|Volume 7, Issue 1 -
Parallel Mesoscale Model
Ian Foster and John Michalakes, Argonne National Laboratory
Researchers at Argonne National Laboratory are developing a parallel implementation of the NCAR/Penn State Mesoscale Model, MM5. This is an atmospheric circulation model designed for regional- or continental- scale simulations and is used for a wide range of computationally demanding applications, including real-time forecasting, storms research, and climate modeling.

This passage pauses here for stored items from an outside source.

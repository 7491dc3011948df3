//! In-memory repository adapters.
//!
//! Each collection lives behind one mutex, which makes every repository
//! method atomic. The conditional updates (accept, settle, mark-paid) read
//! and write under the same lock, so exactly one concurrent caller observes
//! the matching precondition.
//!
//! Listing methods sort newest first by creation time before applying the
//! limit/skip window; the reported total ignores the window.

use std::sync::{Mutex, MutexGuard};

use async_trait::async_trait;
use uuid::Uuid;

use crate::domain::donation::{DonationRequest, DonationStatus, DonorAssignment};
use crate::domain::funding::{FundingRecord, FundingStatus};
use crate::domain::page::{Page, PageOf};
use crate::domain::ports::{
    DonationPersistenceError, DonationRepository, DonorSearchFilter, FundingPersistenceError,
    FundingRepository, UserPersistenceError, UserRepository,
};
use crate::domain::user::{AccountStatus, Email, ModerationEdit, ProfileEdit, User};

fn window<T: Clone>(mut matching: Vec<T>, page: Page) -> PageOf<T> {
    let total = matching.len() as u64;
    let skip = usize::try_from(page.skip).unwrap_or(usize::MAX);
    let limit = usize::try_from(page.limit).unwrap_or(usize::MAX);
    let items = if skip >= matching.len() {
        Vec::new()
    } else {
        matching.drain(..).skip(skip).take(limit).collect()
    };
    PageOf { items, total }
}

/// In-memory [`UserRepository`].
#[derive(Debug, Default)]
pub struct MemoryUserRepository {
    users: Mutex<Vec<User>>,
}

impl MemoryUserRepository {
    pub fn new() -> Self {
        Self::default()
    }

    fn guard(&self) -> Result<MutexGuard<'_, Vec<User>>, UserPersistenceError> {
        self.users
            .lock()
            .map_err(|_| UserPersistenceError::query("user collection lock poisoned"))
    }
}

#[async_trait]
impl UserRepository for MemoryUserRepository {
    async fn insert(&self, user: &User) -> Result<(), UserPersistenceError> {
        let mut users = self.guard()?;
        if users.iter().any(|existing| existing.email == user.email) {
            return Err(UserPersistenceError::duplicate_email(
                user.email.as_ref(),
            ));
        }
        users.push(user.clone());
        Ok(())
    }

    async fn find_by_email(&self, email: &Email) -> Result<Option<User>, UserPersistenceError> {
        let users = self.guard()?;
        Ok(users.iter().find(|user| user.email == *email).cloned())
    }

    async fn find_by_id(&self, id: Uuid) -> Result<Option<User>, UserPersistenceError> {
        let users = self.guard()?;
        Ok(users.iter().find(|user| user.id == id).cloned())
    }

    async fn list(
        &self,
        status: Option<AccountStatus>,
        page: Page,
    ) -> Result<PageOf<User>, UserPersistenceError> {
        let users = self.guard()?;
        let mut matching: Vec<User> = users
            .iter()
            .filter(|user| status.is_none_or(|status| user.status == status))
            .cloned()
            .collect();
        matching.sort_by(|a, b| b.register_at.cmp(&a.register_at));
        Ok(window(matching, page))
    }

    async fn search(
        &self,
        filter: &DonorSearchFilter,
        page: Page,
    ) -> Result<PageOf<User>, UserPersistenceError> {
        let users = self.guard()?;
        let mut matching: Vec<User> = users
            .iter()
            .filter(|user| {
                filter
                    .blood_group
                    .is_none_or(|group| user.blood_group == group)
                    && filter
                        .district
                        .as_deref()
                        .is_none_or(|district| user.location.district == district)
                    && filter
                        .upazila
                        .as_deref()
                        .is_none_or(|upazila| user.location.upazila == upazila)
            })
            .cloned()
            .collect();
        matching.sort_by(|a, b| b.register_at.cmp(&a.register_at));
        Ok(window(matching, page))
    }

    async fn update_profile(
        &self,
        email: &Email,
        edit: &ProfileEdit,
    ) -> Result<bool, UserPersistenceError> {
        let mut users = self.guard()?;
        let Some(user) = users.iter_mut().find(|user| user.email == *email) else {
            return Ok(false);
        };
        if let Some(name) = &edit.name {
            user.name = name.clone();
        }
        if let Some(photo) = &edit.photo {
            user.photo = photo.clone();
        }
        if let Some(blood_group) = edit.blood_group {
            user.blood_group = blood_group;
        }
        if let Some(location) = &edit.location {
            user.location = location.clone();
        }
        Ok(true)
    }

    async fn apply_moderation(
        &self,
        id: Uuid,
        edit: ModerationEdit,
    ) -> Result<bool, UserPersistenceError> {
        let mut users = self.guard()?;
        let Some(user) = users.iter_mut().find(|user| user.id == id) else {
            return Ok(false);
        };
        if let Some(status) = edit.status {
            user.status = status;
        }
        if let Some(role) = edit.role {
            user.role = role;
        }
        Ok(true)
    }
}

/// In-memory [`DonationRepository`].
#[derive(Debug, Default)]
pub struct MemoryDonationRepository {
    requests: Mutex<Vec<DonationRequest>>,
}

impl MemoryDonationRepository {
    pub fn new() -> Self {
        Self::default()
    }

    fn guard(&self) -> Result<MutexGuard<'_, Vec<DonationRequest>>, DonationPersistenceError> {
        self.requests
            .lock()
            .map_err(|_| DonationPersistenceError::query("donation collection lock poisoned"))
    }
}

#[async_trait]
impl DonationRepository for MemoryDonationRepository {
    async fn insert(&self, request: &DonationRequest) -> Result<(), DonationPersistenceError> {
        self.guard()?.push(request.clone());
        Ok(())
    }

    async fn find_by_id(
        &self,
        id: Uuid,
    ) -> Result<Option<DonationRequest>, DonationPersistenceError> {
        let requests = self.guard()?;
        Ok(requests.iter().find(|request| request.id == id).cloned())
    }

    async fn list_by_requester(
        &self,
        requester: &Email,
        page: Page,
    ) -> Result<PageOf<DonationRequest>, DonationPersistenceError> {
        let requests = self.guard()?;
        let mut matching: Vec<DonationRequest> = requests
            .iter()
            .filter(|request| request.requester.email == *requester)
            .cloned()
            .collect();
        matching.sort_by(|a, b| b.created_at.cmp(&a.created_at));
        Ok(window(matching, page))
    }

    async fn list(
        &self,
        status: Option<DonationStatus>,
        page: Page,
    ) -> Result<PageOf<DonationRequest>, DonationPersistenceError> {
        let requests = self.guard()?;
        let mut matching: Vec<DonationRequest> = requests
            .iter()
            .filter(|request| status.is_none_or(|status| request.status == status))
            .cloned()
            .collect();
        matching.sort_by(|a, b| b.created_at.cmp(&a.created_at));
        Ok(window(matching, page))
    }

    async fn assign_donor_if_pending(
        &self,
        id: Uuid,
        donor: &DonorAssignment,
    ) -> Result<bool, DonationPersistenceError> {
        let mut requests = self.guard()?;
        let Some(request) = requests
            .iter_mut()
            .find(|request| request.id == id && request.status == DonationStatus::Pending)
        else {
            return Ok(false);
        };
        request.status = DonationStatus::InProgress;
        request.donor = Some(donor.clone());
        Ok(true)
    }

    async fn update_status_if(
        &self,
        id: Uuid,
        expected: DonationStatus,
        target: DonationStatus,
    ) -> Result<bool, DonationPersistenceError> {
        let mut requests = self.guard()?;
        let Some(request) = requests
            .iter_mut()
            .find(|request| request.id == id && request.status == expected)
        else {
            return Ok(false);
        };
        request.status = target;
        Ok(true)
    }

    async fn delete(&self, id: Uuid) -> Result<bool, DonationPersistenceError> {
        let mut requests = self.guard()?;
        let before = requests.len();
        requests.retain(|request| request.id != id);
        Ok(requests.len() < before)
    }
}

/// In-memory [`FundingRepository`].
#[derive(Debug, Default)]
pub struct MemoryFundingRepository {
    records: Mutex<Vec<FundingRecord>>,
}

impl MemoryFundingRepository {
    pub fn new() -> Self {
        Self::default()
    }

    fn guard(&self) -> Result<MutexGuard<'_, Vec<FundingRecord>>, FundingPersistenceError> {
        self.records
            .lock()
            .map_err(|_| FundingPersistenceError::query("funding collection lock poisoned"))
    }
}

#[async_trait]
impl FundingRepository for MemoryFundingRepository {
    async fn insert(&self, record: &FundingRecord) -> Result<(), FundingPersistenceError> {
        self.guard()?.push(record.clone());
        Ok(())
    }

    async fn find_by_id(&self, id: Uuid) -> Result<Option<FundingRecord>, FundingPersistenceError> {
        let records = self.guard()?;
        Ok(records.iter().find(|record| record.id == id).cloned())
    }

    async fn attach_session(
        &self,
        id: Uuid,
        session_id: &str,
    ) -> Result<bool, FundingPersistenceError> {
        let mut records = self.guard()?;
        let Some(record) = records.iter_mut().find(|record| record.id == id) else {
            return Ok(false);
        };
        record.session_id = Some(session_id.to_owned());
        Ok(true)
    }

    async fn mark_paid_if_pending(&self, id: Uuid) -> Result<bool, FundingPersistenceError> {
        let mut records = self.guard()?;
        let Some(record) = records
            .iter_mut()
            .find(|record| record.id == id && record.status == FundingStatus::Pending)
        else {
            return Ok(false);
        };
        record.status = FundingStatus::Paid;
        Ok(true)
    }

    async fn list_paid(
        &self,
        page: Page,
    ) -> Result<PageOf<FundingRecord>, FundingPersistenceError> {
        let records = self.guard()?;
        let mut matching: Vec<FundingRecord> = records
            .iter()
            .filter(|record| record.status == FundingStatus::Paid)
            .cloned()
            .collect();
        matching.sort_by(|a, b| b.created_at.cmp(&a.created_at));
        Ok(window(matching, page))
    }
}

#[cfg(test)]
#[path = "memory_tests.rs"]
mod tests;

For example, scientists at the National Center for Atmospheric Research (NCAR) use MM5 as part of an modeling system used to study regional impacts of global change.

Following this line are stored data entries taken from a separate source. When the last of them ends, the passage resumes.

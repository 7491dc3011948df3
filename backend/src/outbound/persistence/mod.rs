//! Persistence adapters for the repository ports.

pub mod memory;
//! Domain ports and supporting types for the hexagonal boundary.

mod checkout_provider;
mod donation_repository;
mod funding_repository;
mod password_hasher;
mod user_repository;

#[cfg(test)]
pub use checkout_provider::MockCheckoutProvider;
pub use checkout_provider::{
    CheckoutProvider, CheckoutProviderError, CheckoutSession, CheckoutSessionRequest,
    CheckoutSessionStatus, FixtureCheckoutProvider, ProviderPaymentStatus,
};
#[cfg(test)]
pub use donation_repository::MockDonationRepository;
pub use donation_repository::{DonationPersistenceError, DonationRepository};
#[cfg(test)]
pub use funding_repository::MockFundingRepository;
pub use funding_repository::{FundingPersistenceError, FundingRepository};
#[cfg(test)]
pub use password_hasher::MockPasswordHasher;
pub use password_hasher::{FixturePasswordHasher, PasswordHasher};
#[cfg(test)]
pub use user_repository::MockUserRepository;
pub use user_repository::{DonorSearchFilter, UserPersistenceError, UserRepository};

The parallel mesoscale code is designed to exploit scalable parallel computers such as the Intel Paragon and IBM SP1, and provides support for dynamically adaptive gridding, interface modules for model coupling, and automatic mechanisms for correcting load imbalances that would otherwise reduce parallel efficiency.

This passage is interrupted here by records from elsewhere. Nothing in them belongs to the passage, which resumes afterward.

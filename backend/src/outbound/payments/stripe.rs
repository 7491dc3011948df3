//! Stripe Checkout adapter for the checkout provider port.
//!
//! This adapter owns transport details only: form encoding of the
//! checkout-session create call, bearer authentication, HTTP error mapping,
//! and decoding the session payload back into port types. The local funding
//! record id travels in `metadata[funding_id]` so confirmation can recover
//! it from the session alone.

use std::time::Duration;

use async_trait::async_trait;
use reqwest::Client;
use serde::Deserialize;
use uuid::Uuid;

use crate::domain::ports::{
    CheckoutProvider, CheckoutProviderError, CheckoutSession, CheckoutSessionRequest,
    CheckoutSessionStatus, ProviderPaymentStatus,
};

const DEFAULT_API_BASE: &str = "https://api.stripe.com/v1";
const DEFAULT_TIMEOUT_SECONDS: u64 = 30;
const CURRENCY: &str = "usd";

/// Redirect targets the provider sends the payer back to.
#[derive(Debug, Clone)]
pub struct CheckoutRedirects {
    pub success_url: String,
    pub cancel_url: String,
}

/// Stripe Checkout adapter over the REST API.
pub struct StripeCheckoutProvider {
    client: Client,
    api_base: String,
    secret_key: String,
    redirects: CheckoutRedirects,
}

impl StripeCheckoutProvider {
    /// Build an adapter against the public Stripe API.
    ///
    /// # Errors
    ///
    /// Returns an error when the reqwest client cannot be constructed.
    pub fn new(
        secret_key: impl Into<String>,
        redirects: CheckoutRedirects,
    ) -> Result<Self, reqwest::Error> {
        Self::with_api_base(secret_key, redirects, DEFAULT_API_BASE)
    }

    /// Build an adapter against an explicit API base, used by tests to
    /// point at a stub server.
    ///
    /// # Errors
    ///
    /// Returns an error when the reqwest client cannot be constructed.
    pub fn with_api_base(
        secret_key: impl Into<String>,
        redirects: CheckoutRedirects,
        api_base: impl Into<String>,
    ) -> Result<Self, reqwest::Error> {
        let client = Client::builder()
            .timeout(Duration::from_secs(DEFAULT_TIMEOUT_SECONDS))
            .build()?;
        Ok(Self {
            client,
            api_base: api_base.into().trim_end_matches('/').to_owned(),
            secret_key: secret_key.into(),
            redirects,
        })
    }
}

#[derive(Debug, Deserialize)]
struct SessionDto {
    id: String,
    #[serde(default)]
    url: Option<String>,
    #[serde(default)]
    payment_status: Option<String>,
    #[serde(default)]
    metadata: Metadata,
}

#[derive(Debug, Default, Deserialize)]
struct Metadata {
    #[serde(default)]
    funding_id: Option<String>,
}

#[derive(Debug, Deserialize)]
struct ErrorDto {
    error: ErrorBody,
}

#[derive(Debug, Deserialize)]
struct ErrorBody {
    #[serde(default)]
    message: Option<String>,
}

fn map_transport_error(error: reqwest::Error) -> CheckoutProviderError {
    CheckoutProviderError::transport(error.to_string())
}

fn provider_error(status: reqwest::StatusCode, body: &[u8]) -> CheckoutProviderError {
    let message = serde_json::from_slice::<ErrorDto>(body)
        .ok()
        .and_then(|dto| dto.error.message)
        .unwrap_or_else(|| format!("provider returned HTTP {status}"));
    CheckoutProviderError::provider(message)
}

async fn decode_session(response: reqwest::Response) -> Result<SessionDto, CheckoutProviderError> {
    let status = response.status();
    let body = response.bytes().await.map_err(map_transport_error)?;
    if !status.is_success() {
        return Err(provider_error(status, body.as_ref()));
    }
    serde_json::from_slice(body.as_ref())
        .map_err(|err| CheckoutProviderError::provider(format!("malformed session payload: {err}")))
}

#[async_trait]
impl CheckoutProvider for StripeCheckoutProvider {
    async fn create_session(
        &self,
        request: &CheckoutSessionRequest,
    ) -> Result<CheckoutSession, CheckoutProviderError> {
        let amount = request.amount.value().to_string();
        let funding_id = request.funding_id.to_string();
        let form: Vec<(&str, &str)> = vec![
            ("mode", "payment"),
            ("success_url", &self.redirects.success_url),
            ("cancel_url", &self.redirects.cancel_url),
            ("customer_email", request.contributor_email.as_ref()),
            ("line_items[0][quantity]", "1"),
            ("line_items[0][price_data][currency]", CURRENCY),
            ("line_items[0][price_data][unit_amount]", &amount),
            (
                "line_items[0][price_data][product_data][name]",
                "BloodLink platform funding",
            ),
            ("metadata[funding_id]", &funding_id),
        ];

        let response = self
            .client
            .post(format!("{}/checkout/sessions", self.api_base))
            .bearer_auth(&self.secret_key)
            .form(&form)
            .send()
            .await
            .map_err(map_transport_error)?;

        let session = decode_session(response).await?;
        let url = session.url.ok_or_else(|| {
            CheckoutProviderError::provider("session payload is missing the redirect url")
        })?;
        Ok(CheckoutSession {
            id: session.id,
            redirect_url: url,
        })
    }

    async fn fetch_session(
        &self,
        session_id: &str,
    ) -> Result<CheckoutSessionStatus, CheckoutProviderError> {
        let response = self
            .client
            .get(format!("{}/checkout/sessions/{session_id}", self.api_base))
            .bearer_auth(&self.secret_key)
            .send()
            .await
            .map_err(map_transport_error)?;

        let session = decode_session(response).await?;
        let payment_status = match session.payment_status.as_deref() {
            Some("paid") => ProviderPaymentStatus::Paid,
            _ => ProviderPaymentStatus::Unpaid,
        };
        let funding_id = session
            .metadata
            .funding_id
            .as_deref()
            .and_then(|raw| Uuid::parse_str(raw).ok());
        Ok(CheckoutSessionStatus {
            id: session.id,
            payment_status,
            funding_id,
        })
    }
}

#[cfg(test)]
mod tests {
    //! Regression coverage for this module.
    use super::*;

    #[test]
    fn session_payload_decodes_metadata_and_status() {
        let payload = serde_json::json!({
            "id": "cs_test_123",
            "url": "https://checkout.stripe.com/c/pay/cs_test_123",
            "payment_status": "paid",
            "metadata": {"funding_id": "3fa85f64-5717-4562-b3fc-2c963f66afa6"}
        });
        let dto: SessionDto =
            serde_json::from_value(payload).expect("session payload decodes");
        assert_eq!(dto.id, "cs_test_123");
        assert_eq!(dto.payment_status.as_deref(), Some("paid"));
        assert_eq!(
            dto.metadata.funding_id.as_deref(),
            Some("3fa85f64-5717-4562-b3fc-2c963f66afa6")
        );
    }

    #[test]
    fn error_payload_surfaces_the_provider_message() {
        let body = serde_json::json!({"error": {"message": "No such session"}});
        let err = provider_error(
            reqwest::StatusCode::NOT_FOUND,
            body.to_string().as_bytes(),
        );
        assert_eq!(
            err,
            CheckoutProviderError::provider("No such session")
        );
    }

    #[test]
    fn missing_error_message_falls_back_to_the_status() {
        let err = provider_error(reqwest::StatusCode::INTERNAL_SERVER_ERROR, b"{}");
        assert!(matches!(err, CheckoutProviderError::Provider { .. }));
    }
}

These mechanisms are implemented by using Program Composition Notation (PCN), a high-level parallel programming language developed by the CRPC's Parallel Paradigm Integration group. PCN provides compiler and runtime support for the scheduling and migration of lightweight processes, and allows communications to be specified in terms of virtual channels that transparently "follow" a process when it is moved to another physical processor to achieve load balancing.
A prototype of the parallel model is operational on an Intel Delta and IBM SP1; this is currently being extended and optimized. In addition, Argonne scientists are investigating the feasibility of recoding the model in Fortran M, another CRPC-supported parallel language, in order to facilitate the transfer of the parallel model to the modeling community. This work is being conducted in collaboration with scientists Bill Kuo and Jimmy Dudhia at NCAR, George Grell at NOAA's Forecast Systems Laboratory, and Gary Walters and others at the EPA's Atmospheric Research and Exposure Assessment Laboratory.